Sight, hearing, touch, smell and taste: these five senses allow us to perceive the world around us so that we can respond. We reach for something we see. We follow an intriguing sound, flee from acrid smoke, spit out something inedible, and feel our way along in the dark. In each case, the way the brain processes sensory information leads to a precise motor response. This activity is managed at the level of the nerve cells, synapses and neuronal networks in the cortex of the brain, and it leads to some interesting questions that are almost philosophical. How does the brain distinguish between external sensory perceptions and stimulations that arise internally? Did I just call out or did someone else?

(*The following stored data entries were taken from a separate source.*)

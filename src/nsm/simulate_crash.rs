//! Defines NSM SM_SIMU_CRASH [`SimulateCrash`] interface (Procedure 5).
//!
//! As defined in XNFS, Version 3W (Open Group Technical Standard)
//! <https://pubs.opengroup.org/onlinepubs/9629799/SM_SIMU_CRASH.htm>.

use async_trait::async_trait;

/// Defines callback to pass [`SimulateCrash::simulate_crash`] result into.
#[async_trait]
pub trait Promise: Send {
    async fn keep(self);
}

#[async_trait]
pub trait SimulateCrash {
    /// Simulates a crash of the NSM server.
    ///
    /// The NSM releases all its current state information and reinitialises itself,
    /// incrementing its state variable. It reads through its notify list (see `monitor`)
    /// and informs the NSM on all hosts on the list that the state of this host
    /// has changed, via the `notify` procedure.
    async fn simulate_crash(&self, promise: impl Promise);
}
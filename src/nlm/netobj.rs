//! Opaque-bytes helpers for [`super::Netobj`] and peer addresses.
//!
//! NLM treats owner handles, cookies and peer addresses as raw bytes, never
//! interpreting them beyond comparison and copying; the family-aware address
//! comparison below is the one place that looks past raw equality, so that a
//! client reconnecting on a new ephemeral port still maps onto the same host
//! record.

use std::net::{IpAddr, SocketAddr};

/// A peer transport address, paired with the `netid` string identifying the
/// transport family (`"tcp"`, `"tcp6"`, `"udp"`, ...), as carried on the wire.
#[derive(Debug, Clone, PartialEq, Eq, Hash)]
pub struct PeerAddr {
    pub netid: String,
    pub addr: SocketAddr,
}

impl PeerAddr {
    pub fn new(netid: impl Into<String>, addr: SocketAddr) -> Self {
        Self { netid: netid.into(), addr }
    }

    /// Compares two peer addresses the way the host registry's `(netid,
    /// addr)` index does: family (`netid`) first, then raw address bytes,
    /// ignoring port. Two connections from the same host on different
    /// ephemeral source ports therefore compare equal.
    pub fn same_host(&self, other: &Self) -> bool {
        self.netid == other.netid && same_ip(self.addr.ip(), other.addr.ip())
    }

    /// Total order used by the host registry's address-keyed index. Orders
    /// by `netid`, then by IP bytes, then by port — the port only matters
    /// for distinguishing entries that pass `same_host`'s coarser check
    /// (used purely to give the index a deterministic ordering, not to
    /// model any wire semantics).
    pub fn cmp_key(&self) -> (&str, IpAddr, u16) {
        (&self.netid, self.addr.ip(), self.addr.port())
    }
}

fn same_ip(a: IpAddr, b: IpAddr) -> bool {
    match (a, b) {
        (IpAddr::V4(a), IpAddr::V4(b)) => a == b,
        (IpAddr::V6(a), IpAddr::V6(b)) => a == b,
        _ => false,
    }
}

/// Encodes `sysid` into an owner handle for a lock we (as client) send
/// against a remote host. Glossary: `oh` "encodes the sysid of the remote
/// host we are locking against" for our own outbound locks (spec section 6).
pub fn encode_owner_sysid(sysid: u32, local_owner: &[u8]) -> Vec<u8> {
    let mut bytes = sysid.to_be_bytes().to_vec();
    bytes.extend_from_slice(local_owner);
    bytes
}

/// Extracts the sysid a previously-[`encode_owner_sysid`]'d owner handle
/// carries. Used by the inbound `GRANTED` handler (spec section 4.11) to
/// find the host without a name lookup.
pub fn decode_owner_sysid(owner: &[u8]) -> Option<u32> {
    if owner.len() < 4 {
        return None;
    }
    Some(u32::from_be_bytes(copy_fixed(&owner[..4])))
}

/// Copies a fixed-length opaque object (e.g. an `oh` sub-field) out of a
/// caller-supplied byte slice, zero-padding or truncating as needed. Mirrors
/// the defensive `bcopy`-with-`MIN(len, sizeof(dst))` pattern used throughout
/// the source for XDR opaque fields of bounded size.
pub fn copy_fixed<const N: usize>(src: &[u8]) -> [u8; N] {
    let mut dst = [0u8; N];
    let n = src.len().min(N);
    dst[..n].copy_from_slice(&src[..n]);
    dst
}

#[cfg(test)]
mod tests {
    use super::*;

    #[test]
    fn same_host_ignores_port() {
        let a = PeerAddr::new("tcp", "10.0.0.1:4045".parse().unwrap());
        let b = PeerAddr::new("tcp", "10.0.0.1:51234".parse().unwrap());
        assert!(a.same_host(&b));
    }

    #[test]
    fn same_host_requires_matching_netid() {
        let a = PeerAddr::new("tcp", "10.0.0.1:4045".parse().unwrap());
        let b = PeerAddr::new("tcp6", "10.0.0.1:4045".parse().unwrap());
        assert!(!a.same_host(&b));
    }

    #[test]
    fn same_host_requires_matching_address() {
        let a = PeerAddr::new("tcp", "10.0.0.1:4045".parse().unwrap());
        let b = PeerAddr::new("tcp", "10.0.0.2:4045".parse().unwrap());
        assert!(!a.same_host(&b));
    }

    #[test]
    fn copy_fixed_pads_short_input() {
        let got: [u8; 8] = copy_fixed(&[1, 2, 3]);
        assert_eq!(got, [1, 2, 3, 0, 0, 0, 0, 0]);
    }

    #[test]
    fn copy_fixed_truncates_long_input() {
        let got: [u8; 4] = copy_fixed(&[1, 2, 3, 4, 5, 6]);
        assert_eq!(got, [1, 2, 3, 4]);
    }

    #[test]
    fn owner_sysid_round_trips() {
        let owner = encode_owner_sysid(0x1234, &[9, 9, 9]);
        assert_eq!(decode_owner_sysid(&owner), Some(0x1234));
    }

    #[test]
    fn owner_sysid_rejects_short_input() {
        assert_eq!(decode_owner_sysid(&[1, 2, 3]), None);
    }
}
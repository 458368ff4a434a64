//! Defines NSM SM_UNMON_ALL [`UnmonitorAll`] interface (Procedure 4).
//!
//! As defined in XNFS, Version 3W (Open Group Technical Standard)
//! <https://pubs.opengroup.org/onlinepubs/9629799/SM_UNMON_ALL.htm>.

use async_trait::async_trait;

use super::{HostState, WatcherId};

/// Success result.
#[derive(Debug, Clone, PartialEq, Eq)]
pub struct Success {
    /// State number of the local NSM host.
    pub nsm_state: HostState,
}

/// Fail result.
#[derive(Debug, Clone, PartialEq, Eq)]
pub struct Fail {
    /// State number of the local NSM host.
    pub host_state: HostState,
}

pub type Result = std::result::Result<Success, Fail>;

/// Defines callback to pass [`UnmonitorAll::unmonitor_all`] result into.
#[async_trait]
pub trait Promise: Send {
    async fn keep(self, promise: Result);
}

#[async_trait]
pub trait UnmonitorAll {
    /// Stops monitoring all hosts for which monitoring was requested by the specified watcher.
    ///
    /// # Parameters:
    /// * `watcher_id` --- identifier of watcher. It must exactly match the information
    /// given in the corresponding `monitor` call.
    async fn unmonitor_all(&self, watcher_id: WatcherId, promise: impl Promise);
}
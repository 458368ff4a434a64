//! Defines NSM SM_MON [`Monitor`] interface (Procedure 2).
//!
//! As defined in XNFS, Version 3W (Open Group Technical Standard)
//! <https://pubs.opengroup.org/onlinepubs/9629799/SM_MON.htm>.

use async_trait::async_trait;

use super::{Cookie, HostState, MonitorPair};

/// Success result.
#[derive(Debug, Clone, PartialEq, Eq)]
pub struct Success {
    /// Current state number associated with the monitored host.
    pub state: HostState,
}

/// Fail result.
#[derive(Debug, Clone, PartialEq, Eq)]
pub struct Fail {
    /// Current state number associated with the monitored host.
    pub state: HostState,
}

pub type Result = std::result::Result<Success, Fail>;

/// Defines callback to pass [`Monitor::monitor`] result into.
#[async_trait]
pub trait Promise: Send {
    async fn keep(self, promise: Result);
}

#[async_trait]
pub trait Monitor {
    /// Initiates the monitoring of the given host.
    ///
    /// # Parameters:
    ///
    /// * `monitor_pair` --- Name of the host to monitor and watcher id.
    /// * `cookie` --- Watcher private information, opaque to the server.
    /// The NSM server sends it in the notify call.
    ///
    /// NSM saves the name of the host to monitor in a notify list on stable storage.
    /// If the host running the NSM crashes, on reboot it must send out a notify call
    /// to each host in the notify list.
    async fn monitor(&self, monitor_pair: MonitorPair, cookie: Cookie, promise: impl Promise);
}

These are the questions that Dr. James Poulet from the Max Delbrück Center for Molecular Medicine Berlin-Buch and the cluster of excellence NeuroCure have been studying for more than ten years. Poulet is the winner of this year's Paul Ehrlich and Ludwig Darmstaedter Prize for Young Researchers. The young British scientist has received the award because, as stated by the Scientific Council of the Paul Ehrlich Foundation, "His research furthers our understanding of the neuronal basis of behavior."

The young neurobiologist focuses on voluntary behavior that requires some sort of decisionmaking process rather than stereotypical reflexes. Taking your hand off a hot surface is a reflex, while responding to a touch is a voluntary reaction. "We want to know how neuronal activities alter behavior," Poulet explains. "We are interested in the causal connection between sensory perception, the activity of neurons and the motor response that results from them." After starting with crickets, Poulet has now turned to mice. He is primarily interested in brain regions called the primary somatosensory and motor cortex. Here sensory perceptions are translated into behavioral responses.

Poulet has now trained the mice to stretch out a forepaw to probe the nearby environment. New optical and electrophysiological techniques are giving Dr. Poulet a look directly into the brains of alert, active mice, allowing him to record and manipulate the activity of specific neurons. "These processes underlie healthy behavior and are disrupted during certain diseases," Poulet says. "If we can determine which neuronal signals underlie sensory perception and how these signals are linked to an appropriate behavioral response, it may give us a key to understanding both healthy and defective activity. Before we can know what is pathological, we should know what is normal."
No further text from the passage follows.